Only intended to show something working, but here is v2 on MonoDroid, compiled at runtime, round-tripping some trivial data.

A small (but significant) step. Actually, the time taken to compile the model and run it the first time is still a bit slow for my liking – not sure if that is the emulator, the beta, or a general JIT issue – I’ll dig more and investigate rebasing further.

No really, this is all I have for gfx And of course as a fallback, I can still use runtime usage without “emit” – it is noticeably slower, but still works.

Again, without an actual device it is hard to gauge typical performance at this point, but I’m pretty hopeful.

So… if that works, what are you waiting for?

I still need to finish v2; some decent commits lately now that I’m all refreshed.

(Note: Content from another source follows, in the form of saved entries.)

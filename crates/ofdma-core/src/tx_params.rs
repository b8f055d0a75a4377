use crate::MacAddr;

/// Acknowledgment sequence following a DL MU PPDU
#[derive(Debug, Clone, Copy, PartialEq, Eq)]
pub enum DlMuAckSequence {
    /// BlockAckReq/BlockAck exchanged with each station in turn, SU format
    SuFormat,
    /// A MU-BAR trigger frame solicits BlockAcks from all stations at once
    MuBar,
    /// The trigger is aggregated to the DL PSDUs, BlockAcks come back in HE TB PPDUs
    AggregateTf,
}

impl DlMuAckSequence {
    /// True if the sequence needs a MU-BAR trigger descriptor
    pub fn needs_trigger(self) -> bool {
        matches!(self, DlMuAckSequence::MuBar | DlMuAckSequence::AggregateTf)
    }
}

/// Acknowledgment sequence following an HE TB PPDU exchange
#[derive(Debug, Clone, Copy, PartialEq, Eq)]
pub enum UlMuAckSequence {
    /// The AP answers with a single Multi-STA BlockAck
    MultiStaBlockAck,
    /// BlockAcks sent inside a DL MU PPDU. Not supported by the scheduler.
    DlMuBlockAck,
}

#[derive(Debug, Clone, Copy, PartialEq, Eq, Default)]
pub enum BlockAckReqType {
    #[default]
    Compressed,
    ExtendedCompressed,
    MultiTid,
}

#[derive(Debug, Clone, PartialEq, Eq, Default)]
pub enum BlockAckType {
    #[default]
    Compressed,
    ExtendedCompressed,
    /// Bitmap length, in bits, of each per-station info field
    MultiSta { bitmap_lens: Vec<u16> },
}

#[derive(Debug, Clone, PartialEq, Eq)]
pub struct BlockAckRequest {
    pub addr: MacAddr,
    pub bar_type: BlockAckReqType,
    pub ba_type: BlockAckType,
}

/// MAC-level parameters of a transmission: which ack sequence follows, and which
/// stations are sent a BlockAckReq or are expected to answer with a BlockAck.
#[derive(Debug, Clone, PartialEq, Default)]
pub struct TxParams {
    pub dl_mu_ack_sequence: Option<DlMuAckSequence>,
    pub ul_mu_ack_sequence: Option<UlMuAckSequence>,
    pub block_ack_requests: Vec<BlockAckRequest>,
    pub block_acks: Vec<(MacAddr, BlockAckType)>,
}

impl TxParams {
    pub fn new() -> Self {
        Self::default()
    }

    pub fn set_dl_mu_ack_sequence(&mut self, seq: DlMuAckSequence) {
        self.dl_mu_ack_sequence = Some(seq);
    }

    pub fn set_ul_mu_ack_sequence(&mut self, seq: UlMuAckSequence) {
        self.ul_mu_ack_sequence = Some(seq);
    }

    pub fn enable_block_ack_request(&mut self, addr: MacAddr, bar_type: BlockAckReqType, ba_type: BlockAckType) {
        self.block_ack_requests.push(BlockAckRequest { addr, bar_type, ba_type });
    }

    pub fn enable_block_ack(&mut self, addr: MacAddr, ba_type: BlockAckType) {
        self.block_acks.push((addr, ba_type));
    }

    pub fn expects_block_ack(&self, addr: &MacAddr) -> bool {
        self.block_acks.iter().any(|(a, _)| a == addr)
    }
}
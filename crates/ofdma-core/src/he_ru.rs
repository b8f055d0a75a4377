use core::fmt;

use serde::Deserialize;

/// Operating channel width
#[derive(Debug, Clone, Copy, PartialEq, Eq, PartialOrd, Ord, Hash, Deserialize)]
#[serde(try_from = "u16")]
pub enum ChannelWidth {
    Mhz20,
    Mhz40,
    Mhz80,
    Mhz160,
}

impl ChannelWidth {
    pub const ALL: [ChannelWidth; 4] = [ChannelWidth::Mhz20, ChannelWidth::Mhz40, ChannelWidth::Mhz80, ChannelWidth::Mhz160];

    pub fn mhz(self) -> u16 {
        match self {
            ChannelWidth::Mhz20 => 20,
            ChannelWidth::Mhz40 => 40,
            ChannelWidth::Mhz80 => 80,
            ChannelWidth::Mhz160 => 160,
        }
    }
}

impl TryFrom<u16> for ChannelWidth {
    type Error = String;
    fn try_from(mhz: u16) -> Result<Self, Self::Error> {
        match mhz {
            20 => Ok(ChannelWidth::Mhz20),
            40 => Ok(ChannelWidth::Mhz40),
            80 => Ok(ChannelWidth::Mhz80),
            160 => Ok(ChannelWidth::Mhz160),
            _ => Err(format!("unsupported channel width {} MHz, expect 20, 40, 80 or 160", mhz)),
        }
    }
}

impl fmt::Display for ChannelWidth {
    fn fmt(&self, f: &mut fmt::Formatter<'_>) -> fmt::Result {
        write!(f, "{}MHz", self.mhz())
    }
}

/// HE resource unit type, ordered by number of tones
#[derive(Debug, Clone, Copy, PartialEq, Eq, PartialOrd, Ord, Hash)]
pub enum RuType {
    Ru26,
    Ru52,
    Ru106,
    Ru242,
    Ru484,
    Ru996,
    Ru2x996,
}

impl RuType {
    pub const ALL: [RuType; 7] = [
        RuType::Ru26,
        RuType::Ru52,
        RuType::Ru106,
        RuType::Ru242,
        RuType::Ru484,
        RuType::Ru996,
        RuType::Ru2x996,
    ];

    pub fn tones(self) -> u16 {
        match self {
            RuType::Ru26 => 26,
            RuType::Ru52 => 52,
            RuType::Ru106 => 106,
            RuType::Ru242 => 242,
            RuType::Ru484 => 484,
            RuType::Ru996 => 996,
            RuType::Ru2x996 => 2 * 996,
        }
    }
}

impl fmt::Display for RuType {
    fn fmt(&self, f: &mut fmt::Formatter<'_>) -> fmt::Result {
        match self {
            RuType::Ru2x996 => write!(f, "RU_2x996_TONE"),
            _ => write!(f, "RU_{}_TONE", self.tones()),
        }
    }
}

/// Identifies one RU within the channel
#[derive(Debug, Clone, Copy, PartialEq, Eq)]
pub struct RuSpec {
    /// True if the RU lies in the primary 80 MHz segment
    pub primary80: bool,
    pub ru_type: RuType,
    /// 1-based index among the RUs of the same type within the 80 MHz segment
    pub index: usize,
}

impl RuSpec {
    pub fn new(primary80: bool, ru_type: RuType, index: usize) -> Self {
        Self { primary80, ru_type, index }
    }
}

impl fmt::Display for RuSpec {
    fn fmt(&self, f: &mut fmt::Formatter<'_>) -> fmt::Result {
        write!(f, "RU{{{} {} #{}}}", if self.primary80 { "P80" } else { "S80" }, self.ru_type, self.index)
    }
}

The finishing line is within sight… oh, and MonoDroid needs to be released ;p

Sunday, 19 September 2010

protobuf-net; ushort glitch before r274

Dammit, I hate it when a gremlin shows up. I hate it even more when they show up a year later…

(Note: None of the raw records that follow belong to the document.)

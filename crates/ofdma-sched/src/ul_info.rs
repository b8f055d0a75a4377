use ofdma_core::{TriggerFrame, TriggerType, TxParams, TxTime, assert_warn};

use crate::OfdmaScheduler;
use crate::env::SchedEnv;
use crate::tx_builder::set_target_rssi;

/// Everything needed to solicit HE TB PPDUs
#[derive(Debug, Clone, PartialEq)]
pub struct UlOfdmaInfo {
    /// Basic trigger frame, one user per station of the previous DL MU PPDU
    pub trigger: TriggerFrame,
    pub params: TxParams,
    /// Granted HE TB PPDU duration
    pub duration: TxTime,
}

impl OfdmaScheduler {
    /// Builds the basic trigger for the UL exchange granted by the last format selection
    pub fn compute_ul_ofdma_info<E: SchedEnv + ?Sized>(&self, env: &E) -> UlOfdmaInfo {
        let mut trigger = TriggerFrame::from_tx_vector(TriggerType::Basic, &self.tx_vector);
        assert_warn!(!trigger.is_empty(), "compute_ul_ofdma_info: no station to trigger");
        trigger.set_ul_length(self.tx_vector.length);
        set_target_rssi(env, &mut trigger);

        UlOfdmaInfo {
            trigger,
            params: self.tx_params.clone(),
            duration: self.ul_duration,
        }
    }
}
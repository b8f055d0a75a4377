use core::fmt;

/// Association identifier, assigned by the AP when a station associates.
/// Only the low 12 bits are meaningful on air (AID12).
pub type Aid = u16;

#[derive(Copy, Clone, PartialEq, Eq, PartialOrd, Ord, Hash, Default)]
pub struct MacAddr(pub [u8; 6]);

impl MacAddr {
    /// Convenience constructor for locally administered test/sim addresses.
    /// The low two bytes carry `id`.
    pub fn local(id: u16) -> Self {
        let [hi, lo] = id.to_be_bytes();
        Self([0x02, 0x00, 0x00, 0x00, hi, lo])
    }
}

impl fmt::Display for MacAddr {
    fn fmt(&self, f: &mut fmt::Formatter<'_>) -> fmt::Result {
        let b = &self.0;
        write!(f, "{:02x}:{:02x}:{:02x}:{:02x}:{:02x}:{:02x}", b[0], b[1], b[2], b[3], b[4], b[5])
    }
}

impl fmt::Debug for MacAddr {
    fn fmt(&self, f: &mut fmt::Formatter<'_>) -> fmt::Result {
        fmt::Display::fmt(self, f)
    }
}

/// A station as known to the association directory
#[derive(Copy, Clone, Debug, PartialEq, Eq)]
pub struct StaHandle {
    pub addr: MacAddr,
    pub aid: Aid,
}

impl fmt::Display for StaHandle {
    fn fmt(&self, f: &mut fmt::Formatter<'_>) -> fmt::Result {
        write!(f, "{}/aid{}", self.addr, self.aid)
    }
}

#[cfg(test)]
mod tests {
    use super::*;

    #[test]
    fn test_local_addr_display() {
        let a = MacAddr::local(0x0102);
        assert_eq!(a.to_string(), "02:00:00:00:01:02");
    }

    #[test]
    fn test_local_addr_ordering_follows_id() {
        assert!(MacAddr::local(1) < MacAddr::local(2));
        assert!(MacAddr::local(255) < MacAddr::local(256));
    }
}
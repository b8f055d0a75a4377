mod common;

use common::{SchedTest, default_test_config, stations_with_traffic};
use ofdma_core::{
    AcIndex, BlockAckType, ChannelWidth, MacAddr, SchedErr, TriggerType, TxTime, UlMuAckSequence, debug,
};
use ofdma_sched::TxFormat;
use ofdma_sched::env::TimingOracle;
use ofdma_sched::sim_env::{PPDU_MAX_TIME, SimEnv, SimStation};

/// Stations 1..=n with DL traffic, all reporting the same buffer status
fn reporting_stations(n: u16, buffer_status: u8) -> Vec<SimStation> {
    stations_with_traffic(n, 2, 1000).into_iter().map(|s| s.with_buffer_status(buffer_status)).collect()
}

#[test]
fn test_unbounded_buffers_get_max_ppdu_time() {
    debug::setup_logging_verbose();
    let env = SimEnv::with_stations(ChannelWidth::Mhz20, reporting_stations(4, 254));
    let mut test = SchedTest::new(default_test_config(), env);

    let (format, _) = test.dl_round(0);
    assert_eq!(format, TxFormat::DlOfdma);

    assert_eq!(test.select(0), Ok(TxFormat::UlOfdma));
    let ul = test.sched.compute_ul_ofdma_info(&test.env);
    assert_eq!(ul.duration, PPDU_MAX_TIME);
    assert_eq!(ul.trigger.trigger_type, TriggerType::Basic);
    assert_eq!(ul.trigger.ul_length, test.env.he_tb_duration_to_lsig_length(PPDU_MAX_TIME));
    assert_eq!(ul.trigger.users.len(), 4);
    assert!(ul.trigger.users.iter().all(|u| u.target_rssi == Some(-70)));

    assert_eq!(ul.params.ul_mu_ack_sequence, Some(UlMuAckSequence::MultiStaBlockAck));
    assert_eq!(ul.params.block_acks.len(), 4);
    assert!(
        ul.params
            .block_acks
            .iter()
            .all(|(_, ba)| *ba == BlockAckType::MultiSta { bitmap_lens: vec![32] })
    );

    // UL and DL alternate
    test.env.complete_ul(&ul);
    assert_eq!(test.select(0), Ok(TxFormat::DlOfdma));
}

#[test]
fn test_bounded_buffer_sets_duration() {
    debug::setup_logging_verbose();
    // 4 units of 256 bytes
    let env = SimEnv::with_stations(ChannelWidth::Mhz20, reporting_stations(4, 4));
    let mut test = SchedTest::new(default_test_config(), env);

    let (_, dl) = test.dl_round(0);
    assert_eq!(test.select(0), Ok(TxFormat::UlOfdma));
    let ul = test.sched.compute_ul_ofdma_info(&test.env);

    let expected = test.env.tx_duration(1024, &dl.tx_vector, Some(1));
    assert_eq!(ul.duration, expected);
    assert!(ul.duration < PPDU_MAX_TIME);
    assert_eq!(ul.trigger.ul_length, test.env.he_tb_duration_to_lsig_length(expected));
}

#[test]
fn test_unknown_buffer_uses_ul_psdu_size() {
    debug::setup_logging_verbose();
    let env = SimEnv::with_stations(ChannelWidth::Mhz20, reporting_stations(2, 255));
    let mut test = SchedTest::new(default_test_config(), env);

    let (_, dl) = test.dl_round(0);
    assert_eq!(test.select(0), Ok(TxFormat::UlOfdma));
    let ul = test.sched.compute_ul_ofdma_info(&test.env);
    assert_eq!(ul.duration, test.env.tx_duration(500, &dl.tx_vector, Some(1)));
}

#[test]
fn test_no_buffered_data_goes_back_to_dl() {
    debug::setup_logging_verbose();
    let env = SimEnv::with_stations(ChannelWidth::Mhz20, reporting_stations(4, 0));
    let mut test = SchedTest::new(default_test_config(), env);

    test.dl_round(0);
    let (format, info) = test.dl_round(0);
    assert_eq!(format, TxFormat::DlOfdma);
    assert_eq!(info.sta_info.len(), 4);
}

#[test]
fn test_ul_disabled() {
    debug::setup_logging_verbose();
    let env = SimEnv::with_stations(ChannelWidth::Mhz20, reporting_stations(4, 254));
    let cfg = ofdma_config::CfgScheduler { enable_ul_ofdma: false, ..default_test_config() };
    let mut test = SchedTest::new(cfg, env);

    test.dl_round(0);
    assert_eq!(test.select(0), Ok(TxFormat::DlOfdma));
}

#[test]
fn test_departed_station_not_acknowledged() {
    debug::setup_logging_verbose();
    let env = SimEnv::with_stations(ChannelWidth::Mhz20, reporting_stations(4, 254));
    let mut test = SchedTest::new(default_test_config(), env);

    test.dl_round(0);
    test.env.remove_station(2);

    assert_eq!(test.select(0), Ok(TxFormat::UlOfdma));
    let ul = test.sched.compute_ul_ofdma_info(&test.env);
    assert_eq!(ul.params.block_acks.len(), 3);
    assert!(!ul.params.expects_block_ack(&MacAddr::local(2)));
    assert!(ul.params.expects_block_ack(&MacAddr::local(3)));
}

#[test]
fn test_zero_ul_psdu_size_is_rejected() {
    debug::setup_logging_verbose();
    let env = SimEnv::with_stations(ChannelWidth::Mhz20, reporting_stations(2, 254));
    let cfg = ofdma_config::CfgScheduler { ul_psdu_size: 0, ..default_test_config() };
    let mut test = SchedTest::new(cfg, env);

    test.dl_round(0);
    let err = test.select(0).unwrap_err();
    assert!(matches!(err, SchedErr::InvalidConfig { field: "ul_psdu_size", .. }));
}

#[test]
fn test_unsupported_ul_ack_sequence() {
    debug::setup_logging_verbose();
    let mut env = SimEnv::with_stations(ChannelWidth::Mhz20, reporting_stations(2, 254));
    env.ul_ack_sequence = UlMuAckSequence::DlMuBlockAck;
    let mut test = SchedTest::new(default_test_config(), env);

    test.dl_round(0);
    assert_eq!(
        test.select(0),
        Err(SchedErr::UnsupportedUlAckSequence(UlMuAckSequence::DlMuBlockAck))
    );
}

#[test]
fn test_short_txop_retries_ul() {
    debug::setup_logging_verbose();
    let mut env = SimEnv::with_stations(ChannelWidth::Mhz20, reporting_stations(4, 254));
    env.set_txop(AcIndex::Be, TxTime::from_millis(5), TxTime::from_millis(5));
    let mut test = SchedTest::new(default_test_config(), env);
    test.dl_round(0);

    // Not even the trigger and the Multi-STA BlockAck fit
    test.env.set_txop(AcIndex::Be, TxTime::from_millis(5), TxTime::from_micros(50));
    assert_eq!(test.select(0), Ok(TxFormat::DlOfdma));
    assert!(test.sched.candidates().is_empty());
    assert!(test.sched.compute_dl_ofdma_info(&test.env).sta_info.is_empty());

    // Next opportunity tries UL again, and the HE TB PPDU must fit the TXOP
    test.env.set_txop(AcIndex::Be, TxTime::from_millis(5), TxTime::from_millis(5));
    assert_eq!(test.select(0), Ok(TxFormat::UlOfdma));
    let ul = test.sched.compute_ul_ofdma_info(&test.env);
    assert!(ul.duration < TxTime::from_millis(5));
    assert!(ul.duration > TxTime::from_millis(4));
}

#[test]
fn test_forced_empty_dl_solicits_no_ul() {
    debug::setup_logging_verbose();
    // Stations report UL data but the AP has nothing queued for them
    let env = SimEnv::with_stations(ChannelWidth::Mhz20, (1..=4).map(|aid| SimStation::new(aid).with_buffer_status(254)));
    let cfg = ofdma_config::CfgScheduler { force_dl_ofdma: true, ..default_test_config() };
    let mut test = SchedTest::new(cfg, env);

    assert_eq!(test.select(0), Ok(TxFormat::DlOfdma));
    assert!(test.sched.candidates().is_empty());
    assert!(test.sched.compute_dl_ofdma_info(&test.env).sta_info.is_empty());

    // Nobody was served, so nobody is triggered
    assert_eq!(test.select(0), Ok(TxFormat::DlOfdma));
    assert!(test.sched.candidates().is_empty());
}

#[test]
fn test_ul_follow_up_only_after_served_dl() {
    debug::setup_logging_verbose();
    let env = SimEnv::with_stations(ChannelWidth::Mhz20, reporting_stations(4, 0));
    let cfg = ofdma_config::CfgScheduler { force_dl_ofdma: true, ..default_test_config() };
    let mut test = SchedTest::new(cfg, env);

    // Drain the DL queues
    while !test.dl_round(0).1.sta_info.is_empty() {}

    for aid in 1..=4 {
        test.env.station_mut(aid).unwrap().buffer_status = 254;
    }
    assert_eq!(test.select(0), Ok(TxFormat::DlOfdma));
    assert!(test.sched.candidates().is_empty());

    // A served DL MU PPDU brings the UL follow-up back
    for aid in 1..=4 {
        test.env.enqueue(aid, 0, 1000);
    }
    let (_, info) = test.dl_round(0);
    assert_eq!(info.sta_info.len(), 4);
    assert_eq!(test.select(0), Ok(TxFormat::UlOfdma));
    assert_eq!(test.sched.compute_ul_ofdma_info(&test.env).trigger.users.len(), 4);
}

It turns out that a bug “fix” to ushort (unsigned 16-bit integers) handling back in October 2009 introduced a slight… “nuance” when moving between versions < r274 and >= r274. Basically, due to a braindead bug on my part, it was treating ushort data as strings rather than handling appropriately. This was fixed a year ago, but if you are moving between versions is a PITA.

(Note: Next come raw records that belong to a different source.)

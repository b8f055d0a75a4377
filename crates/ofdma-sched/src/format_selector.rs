use ofdma_core::{
    AcIndex, BlockAckType, Mpdu, SchedErr, TriggerFrame, TriggerType, TxParams, TxTime, UlMuAckSequence,
};

use crate::candidates::{CandidateWalk, DlPerStaInfo, resolve_cursor};
use crate::env::SchedEnv;
use crate::ru_table::number_and_type_of_rus;
use crate::tx_builder::RuAssignment;
use crate::{MU_BAR_MAX_MCS, OfdmaScheduler, TxFormat};

/// Buffer status values with a special meaning
const BUFFER_STATUS_UNKNOWN: u8 = 255;
const BUFFER_STATUS_UNBOUNDED: u8 = 254;
/// Unit of the buffer status, bytes
const BUFFER_STATUS_UNIT: u32 = 256;

/// Bitmap length of the per-station info of a Multi-STA BlockAck
const MULTI_STA_BA_BITMAP_LEN: u16 = 32;

/// HE TB PPDU duration assumed when computing the response time of an UL exchange.
/// It is subtracted again from the result.
const UL_ASSUMED_DURATION: TxTime = TxTime::from_millis(1);

impl OfdmaScheduler {
    /// Selects the format of the next transmission, given that the AP gained channel access
    /// to send `mpdu`. On DL_OFDMA the candidates are ready for compute_dl_ofdma_info; on
    /// UL_OFDMA the trigger is ready for compute_ul_ofdma_info.
    pub fn select_tx_format<E: SchedEnv + ?Sized>(&mut self, env: &E, mpdu: &Mpdu) -> Result<TxFormat, SchedErr> {
        self.op += 1;
        if mpdu.tid > 7 {
            return Err(SchedErr::InvalidMpdu { tid: mpdu.tid });
        }
        self.mpdu = Some(*mpdu);

        let format = self.decide(env, mpdu)?;
        tracing::debug!(op = self.op, "-> {} ({} candidates, cursor {:?})", format, self.candidates.len(), self.cursor);
        self.last_format = Some(format);
        Ok(format)
    }

    fn decide<E: SchedEnv + ?Sized>(&mut self, env: &E, mpdu: &Mpdu) -> Result<TxFormat, SchedErr> {
        if self.cfg.enable_ul_ofdma && self.last_format == Some(TxFormat::DlOfdma) {
            if let Some(format) = self.try_ul_ofdma(env, mpdu)? {
                return Ok(format);
            }
        }
        Ok(self.try_dl_ofdma(env, mpdu))
    }

    /// Format returned when no DL MU PPDU can be built. Nobody is served, so the held
    /// vector is emptied and no UL follow-up is solicited at the next opportunity.
    fn dl_fallback(&mut self) -> TxFormat {
        self.tx_vector.he_mu_user_info.clear();
        if self.cfg.force_dl_ofdma {
            TxFormat::DlOfdma
        } else {
            TxFormat::NonOfdma
        }
    }

    ///////// UPLINK FOLLOW-UP /////////

    /// Tries to solicit HE TB PPDUs from the stations served by the previous DL MU PPDU.
    /// Returns None if the stations have nothing to send and DL OFDMA should be tried instead.
    fn try_ul_ofdma<E: SchedEnv + ?Sized>(&mut self, env: &E, mpdu: &Mpdu) -> Result<Option<TxFormat>, SchedErr> {
        if self.cfg.ul_psdu_size == 0 {
            return Err(SchedErr::InvalidConfig {
                field: "ul_psdu_size",
                reason: "must be non-zero when UL OFDMA is enabled",
            });
        }

        let ac = AcIndex::from_tid(mpdu.tid);
        let ul_ack_sequence = env.ack_sequence_for_ul_mu(ac);
        if ul_ack_sequence != UlMuAckSequence::MultiStaBlockAck {
            return Err(SchedErr::UnsupportedUlAckSequence(ul_ack_sequence));
        }

        if self.tx_vector.he_mu_user_info.is_empty() {
            tracing::debug!("previous DL MU PPDU served no station, trying DL OFDMA");
            return Ok(None);
        }

        let mut params = TxParams::new();
        params.set_ul_mu_ack_sequence(ul_ack_sequence);
        for aid in self.tx_vector.aids() {
            match env.addr_of(aid) {
                Some(addr) => params.enable_block_ack(
                    addr,
                    BlockAckType::MultiSta { bitmap_lens: vec![MULTI_STA_BA_BITMAP_LEN] },
                ),
                None => tracing::warn!("station with AID {} left the BSS since the last DL MU PPDU?", aid),
            }
        }

        let mut trigger = TriggerFrame::from_tx_vector(TriggerType::Basic, &self.tx_vector);

        // Limited by the max PPDU duration
        let mut max_duration = env.ppdu_max_time(self.tx_vector.preamble);

        let max_buffer_size = self.max_buffer_size(env);
        if max_buffer_size == 0 {
            tracing::debug!("no buffered UL data, trying DL OFDMA");
            return Ok(None);
        }

        if env.txop_limit(ac).is_strictly_positive() {
            let assumed_length = env.he_tb_duration_to_lsig_length(UL_ASSUMED_DURATION);
            trigger.set_ul_length(assumed_length);

            let response = env.response_duration(&params, &self.tx_vector, Some(&trigger))
                + env.trigger_tx_duration(&trigger)
                - env.lsig_length_to_he_tb_duration(assumed_length, &self.tx_vector);

            let remaining = env.txop_remaining(ac);
            if response > remaining {
                // Nothing is sent now, the UL exchange is retried next time
                tracing::debug!("remaining TXOP {} too short for UL MU exchange ({})", remaining, response);
                self.candidates.clear();
                return Ok(Some(TxFormat::DlOfdma));
            }
            max_duration = max_duration.min(remaining - response);
        }

        let first_aid = trigger.first_aid();
        let buffer_tx_time = env.tx_duration(max_buffer_size, &self.tx_vector, first_aid);
        if buffer_tx_time < max_duration {
            max_duration = buffer_tx_time;
        } else {
            // Give up for now if not even ul_psdu_size bytes fit
            let min_duration = env.tx_duration(self.cfg.ul_psdu_size, &self.tx_vector, first_aid);
            if max_duration < min_duration {
                tracing::debug!("available time {} is too short, need {}", max_duration, min_duration);
                self.candidates.clear();
                return Ok(Some(TxFormat::DlOfdma));
            }
        }

        tracing::debug!("HE TB PPDU duration {}", max_duration);
        self.tx_vector.length = env.he_tb_duration_to_lsig_length(max_duration);
        self.tx_params = params;
        self.ul_duration = max_duration;
        Ok(Some(TxFormat::UlOfdma))
    }

    /// Largest amount of data, in bytes, the stations of the held TX vector reported as buffered
    fn max_buffer_size<E: SchedEnv + ?Sized>(&self, env: &E) -> u32 {
        let mut max_buffer_size = 0u32;
        for aid in self.tx_vector.aids() {
            let Some(addr) = env.addr_of(aid) else {
                tracing::warn!("station with AID {} left the BSS since the last DL MU PPDU?", aid);
                continue;
            };
            match env.max_buffer_status(addr) {
                BUFFER_STATUS_UNKNOWN => {
                    tracing::debug!("buffer status of {} is unknown", addr);
                    max_buffer_size = max_buffer_size.max(self.cfg.ul_psdu_size);
                }
                BUFFER_STATUS_UNBOUNDED => {
                    tracing::debug!("buffer status of {} is not limited", addr);
                    return u32::MAX;
                }
                queue_size => {
                    tracing::debug!("buffer status of {} is {}", addr, queue_size);
                    max_buffer_size = max_buffer_size.max(queue_size as u32 * BUFFER_STATUS_UNIT);
                }
            }
        }
        max_buffer_size
    }

    ///////// DOWNLINK /////////

    fn try_dl_ofdma<E: SchedEnv + ?Sized>(&mut self, env: &E, mpdu: &Mpdu) -> TxFormat {
        self.candidates.clear();

        let sta_list = env.sta_list();
        let Some(start) = resolve_cursor(&sta_list, self.cursor) else {
            tracing::debug!("no associated stations");
            return self.dl_fallback();
        };
        self.cursor = Some(sta_list[start].aid);

        let primary_ac = AcIndex::from_tid(mpdu.tid);
        let n_stations = self.cfg.n_stations as usize;
        let (ru_type, count) = number_and_type_of_rus(env.channel_width(), n_stations);

        // Best guess before the walk: the AP has frames for the starting station and those following it
        let guess: Vec<_> = (0..count.min(sta_list.len()))
            .map(|i| sta_list[(start + i) % sta_list.len()])
            .map(|sta| (sta.addr, DlPerStaInfo { aid: sta.aid, tid: mpdu.tid }))
            .collect();

        self.dl_ack_sequence = env.ack_sequence_for_dl_mu(primary_ac);
        self.init_tx_vector_and_params(env, mpdu, &guess, RuAssignment::Uniform(ru_type), self.dl_ack_sequence);

        // If the AC holds a TXOP, frames must fit in what is left of it after the ack sequence
        let budget = if env.txop_limit(primary_ac).is_strictly_positive() {
            let trigger = if self.dl_ack_sequence.needs_trigger() {
                let mut t = TriggerFrame::from_tx_vector_capped(TriggerType::MuBar, &self.tx_vector, MU_BAR_MAX_MCS);
                t.set_ul_length(env.ul_length_for_block_acks(&t, &self.tx_params));
                Some(t)
            } else {
                None
            };
            let budget = env.txop_remaining(primary_ac)
                - env.response_duration(&self.tx_params, &self.tx_vector, trigger.as_ref());
            if budget.is_negative() {
                tracing::debug!("not enough TXOP remaining time");
                return self.dl_fallback();
            }
            Some(budget)
        } else {
            None
        };

        let walk = CandidateWalk {
            sta_list: &sta_list,
            start,
            mpdu,
            ru_type,
            budget,
            max_stations: n_stations,
        };
        let next = walk.run(env, &mut self.candidates);

        if self.candidates.is_empty() {
            tracing::debug!("no suitable frames to transmit");
            return self.dl_fallback();
        }

        self.cursor = Some(sta_list[next].aid);
        TxFormat::DlOfdma
    }
}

Sorry for any inconvenience folks, but… well, it happened. I can’t change that. Anyway, how to fix?! The good news is NO DATA IS LOST - it is just a bit trickier to access. You wouldn't have encountered the issue if working against rigid .proto / cross-platform definitions (since .proto doesn't have direct ushort support), so I’ll limit myself to the pure .NET scenario. In which case, IMO the easiest fix is to introduce a shim property, so:

[ProtoMember(1)]   
public ushort Foo {get;set;}

might be updated to:

[ProtoMember(1)]   
private string FooLegacy { // a pass-thru    
    get {return Foo.ToString();}    
    set {Foo = ushort.Parse(value);}    
}    
private bool FooLegacySpecified { // suppress serialization    
    get {return false;}    
    set {}    
}    
[ProtoMember(42)] // any unused field number    
public ushort Foo {get;set;}

This allows old-style and the correct data to be used side-by-side (always writing to the new format). For arrays, see my longer answer here, which also switches to the more efficient "packed" encoding, introduced later to the protobuf spec.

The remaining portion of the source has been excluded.